[Opening EXERCISE DATA section]

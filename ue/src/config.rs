//! TOML Configuration for the UE sync receiver
//!
//! Every section is optional; missing fields fall back to the library defaults.

use anyhow::{Context, Result};
use layers::phy::{DownlinkConfig, UeSyncConfig};
use serde::{Deserialize, Serialize};
use std::path::Path;

/// Top-level configuration file
#[derive(Debug, Clone, Default, Deserialize, Serialize)]
pub struct UeAppConfig {
    /// Sync driver settings
    #[serde(default)]
    pub sync: UeSyncConfig,
    /// Sample source selection
    #[serde(default)]
    pub source: SourceConfig,
    /// Synthetic downlink used when no capture file is given
    #[serde(default)]
    pub synthetic: DownlinkConfig,
    /// Run limits and reporting
    #[serde(default)]
    pub run: RunConfig,
    /// Logging configuration
    #[serde(default)]
    pub log: LogConfig,
}

impl UeAppConfig {
    /// Load a configuration file
    pub fn load(path: impl AsRef<Path>) -> Result<Self> {
        let path = path.as_ref();
        let text = std::fs::read_to_string(path)
            .with_context(|| format!("reading configuration {}", path.display()))?;
        toml::from_str(&text).with_context(|| format!("parsing configuration {}", path.display()))
    }
}

/// Sample source configuration
#[derive(Debug, Clone, Deserialize, Serialize)]
pub struct SourceConfig {
    /// IQ capture to read; the synthetic downlink is used when absent
    #[serde(default)]
    pub input: Option<String>,
    /// Capture sample format (cf32 or ci16)
    #[serde(default = "default_format")]
    pub format: String,
    /// Restart the capture at end of file
    #[serde(default)]
    pub looping: bool,
}

fn default_format() -> String {
    "cf32".to_string()
}

impl Default for SourceConfig {
    fn default() -> Self {
        Self {
            input: None,
            format: default_format(),
            looping: false,
        }
    }
}

/// Run limits and reporting
#[derive(Debug, Clone, Deserialize, Serialize)]
pub struct RunConfig {
    /// Stop after this many subframes have been processed
    #[serde(default)]
    pub max_subframes: Option<u64>,
    /// Log statistics every this many delivered subframes
    #[serde(default = "default_stats_interval")]
    pub stats_interval: u64,
}

fn default_stats_interval() -> u64 {
    1000
}

impl Default for RunConfig {
    fn default() -> Self {
        Self {
            max_subframes: None,
            stats_interval: default_stats_interval(),
        }
    }
}

/// Logging configuration
#[derive(Debug, Clone, Deserialize, Serialize)]
pub struct LogConfig {
    /// Log level used when neither RUST_LOG nor --log-level is set
    #[serde(default = "default_log_level")]
    pub level: String,
}

fn default_log_level() -> String {
    "info".to_string()
}

impl Default for LogConfig {
    fn default() -> Self {
        Self {
            level: default_log_level(),
        }
    }
}
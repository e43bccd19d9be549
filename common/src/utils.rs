//! Common Utilities
//! 
//! Provides numeric helpers used across the receiver

use tracing::trace;

/// LTE subcarrier spacing in Hz
pub const SUBCARRIER_SPACING_HZ: f32 = 15_000.0;

/// Exponential moving average step
///
/// `alpha` weights the newest sample; `alpha = 1.0` returns `new` unchanged.
pub fn ema(new: f32, average: f32, alpha: f32) -> f32 {
    if alpha >= 1.0 {
        new
    } else {
        alpha * new + (1.0 - alpha) * average
    }
}

/// EMA step that seeds the average with the first value
pub fn ema_seeded(new: f32, average: &mut f32, primed: &mut bool, alpha: f32) {
    if *primed {
        *average = ema(new, *average, alpha);
    } else {
        *average = new;
        *primed = true;
    }
}

/// Convert a linear power ratio to dB
pub fn power_to_db(power: f32) -> f32 {
    10.0 * power.max(f32::MIN_POSITIVE).log10()
}

/// Convert a dB value to a linear amplitude factor
pub fn db_to_amplitude(db: f32) -> f32 {
    10.0_f32.powf(db / 20.0)
}

/// Sample rate for an LTE FFT size
pub fn sample_rate_hz(fft_size: usize) -> f64 {
    let rate = fft_size as f64 * SUBCARRIER_SPACING_HZ as f64;
    trace!("Sample rate for FFT size {}: {} Hz", fft_size, rate);
    rate
}

/// Time utilities for subframe/frame calculations
pub mod time {
    /// Subframe duration in seconds
    pub const SUBFRAME_DURATION_S: f32 = 1e-3;
    /// Interval between PSS transmissions in seconds
    pub const PSS_PERIOD_S: f32 = 5e-3;
    /// Subframes per radio frame
    pub const SUBFRAMES_PER_FRAME: u32 = 10;
}

#[cfg(test)]
mod tests {
    use super::*;
    
    #[test]
    fn test_ema() {
        assert_eq!(ema(4.0, 2.0, 1.0), 4.0);
        assert!((ema(4.0, 2.0, 0.5) - 3.0).abs() < 1e-6);
    }

    #[test]
    fn test_ema_seeded() {
        let mut avg = 0.0;
        let mut primed = false;
        ema_seeded(10.0, &mut avg, &mut primed, 0.1);
        assert_eq!(avg, 10.0);
        assert!(primed);
        ema_seeded(0.0, &mut avg, &mut primed, 0.1);
        assert!((avg - 9.0).abs() < 1e-5);
    }

    #[test]
    fn test_db_conversions() {
        assert!((power_to_db(100.0) - 20.0).abs() < 1e-5);
        assert!((db_to_amplitude(20.0) - 10.0).abs() < 1e-4);
    }

    #[test]
    fn test_sample_rate() {
        assert_eq!(sample_rate_hz(2048), 30_720_000.0);
        assert_eq!(sample_rate_hz(128), 1_920_000.0);
    }
}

[Closing EXERCISE DATA section]

(EXERCISE DIRECTIONS) Every line in the records above that contains the word "RunConfig" should be copied out.

(SOLUTION)
    pub run: RunConfig,
pub struct RunConfig {
impl Default for RunConfig {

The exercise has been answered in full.